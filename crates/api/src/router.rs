//! Shared application router builder.
//!
//! [`build_app_router`] is used by both the binary (`main.rs`) and the
//! integration tests so they run the same middleware stack.

use std::time::Duration;

use axum::http::header::CONTENT_TYPE;
use axum::http::{HeaderName, Method, StatusCode};
use axum::routing::get;
use axum::Router;
use tower_http::catch_panic::CatchPanicLayer;
use tower_http::cors::CorsLayer;
use tower_http::request_id::{MakeRequestUuid, PropagateRequestIdLayer, SetRequestIdLayer};
use tower_http::timeout::TimeoutLayer;
use tower_http::trace::{DefaultMakeSpan, DefaultOnResponse, TraceLayer};
use tracing::Level;

use crate::config::ServerConfig;
use crate::middleware::owner::OWNER_HEADER;
use crate::routes;
use crate::state::AppState;
use crate::ws;

/// Build the full application [`Router`] with all middleware layers.
///
/// The middleware stack is applied bottom-up:
///
/// 1. CORS
/// 2. Set request ID on incoming requests
/// 3. Structured request/response tracing
/// 4. Propagate request ID to response
/// 5. Request timeout
/// 6. Panic recovery (catch panics, return 500)
pub fn build_app_router(state: AppState, config: &ServerConfig) -> Router {
    let cors = build_cors_layer(config);
    let request_id_header = HeaderName::from_static("x-request-id");

    Router::new()
        .merge(routes::health::router())
        .route("/ws", get(ws::ws_handler))
        .nest("/api/v1", routes::api_routes())
        .nest("/internal/v1", routes::internal_routes())
        // -- Middleware stack (applied bottom-up) --
        .layer(CatchPanicLayer::new())
        .layer(TimeoutLayer::with_status_code(
            StatusCode::REQUEST_TIMEOUT,
            Duration::from_secs(config.request_timeout_secs),
        ))
        .layer(PropagateRequestIdLayer::new(request_id_header.clone()))
        .layer(
            TraceLayer::new_for_http()
                .make_span_with(DefaultMakeSpan::new().level(Level::INFO))
                .on_response(DefaultOnResponse::new().level(Level::INFO)),
        )
        .layer(SetRequestIdLayer::new(request_id_header, MakeRequestUuid))
        .layer(cors)
        .with_state(state)
}

/// Build the CORS middleware layer from server configuration.
///
/// Panics at startup if any configured origin is invalid.
pub fn build_cors_layer(config: &ServerConfig) -> CorsLayer {
    let origins: Vec<_> = config
        .cors_origins
        .iter()
        .map(|o| {
            o.parse()
                .unwrap_or_else(|e| panic!("Invalid CORS origin '{o}': {e}"))
        })
        .collect();

    CorsLayer::new()
        .allow_origin(origins)
        .allow_methods([Method::GET, Method::POST, Method::DELETE])
        .allow_headers([CONTENT_TYPE, HeaderName::from_static(OWNER_HEADER)])
        .allow_credentials(true)
        .max_age(Duration::from_secs(3600))
}
use std::sync::Arc;
use std::time::Duration;

use tokio_util::sync::CancellationToken;

use crate::ws::manager::WsManager;

/// Interval between heartbeat pings.
const HEARTBEAT_INTERVAL: Duration = Duration::from_secs(30);

/// Spawn a task that pings every connected client until `cancel` fires.
pub fn start_heartbeat(
    ws_manager: Arc<WsManager>,
    cancel: CancellationToken,
) -> tokio::task::JoinHandle<()> {
    tokio::spawn(async move {
        let mut interval = tokio::time::interval(HEARTBEAT_INTERVAL);

        loop {
            tokio::select! {
                _ = cancel.cancelled() => break,
                _ = interval.tick() => {
                    let count = ws_manager.connection_count().await;
                    tracing::debug!(count, "WebSocket heartbeat ping");
                    ws_manager.ping_all().await;
                }
            }
        }
    })
}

▸ WHAT NEEDS TO BE DONE
The lines sought are those in the data above that include the string "axum"; copy each one.

▸ TASK OUTPUT
use axum::http::header::CONTENT_TYPE;
use axum::http::{HeaderName, Method, StatusCode};
use axum::routing::get;
use axum::Router;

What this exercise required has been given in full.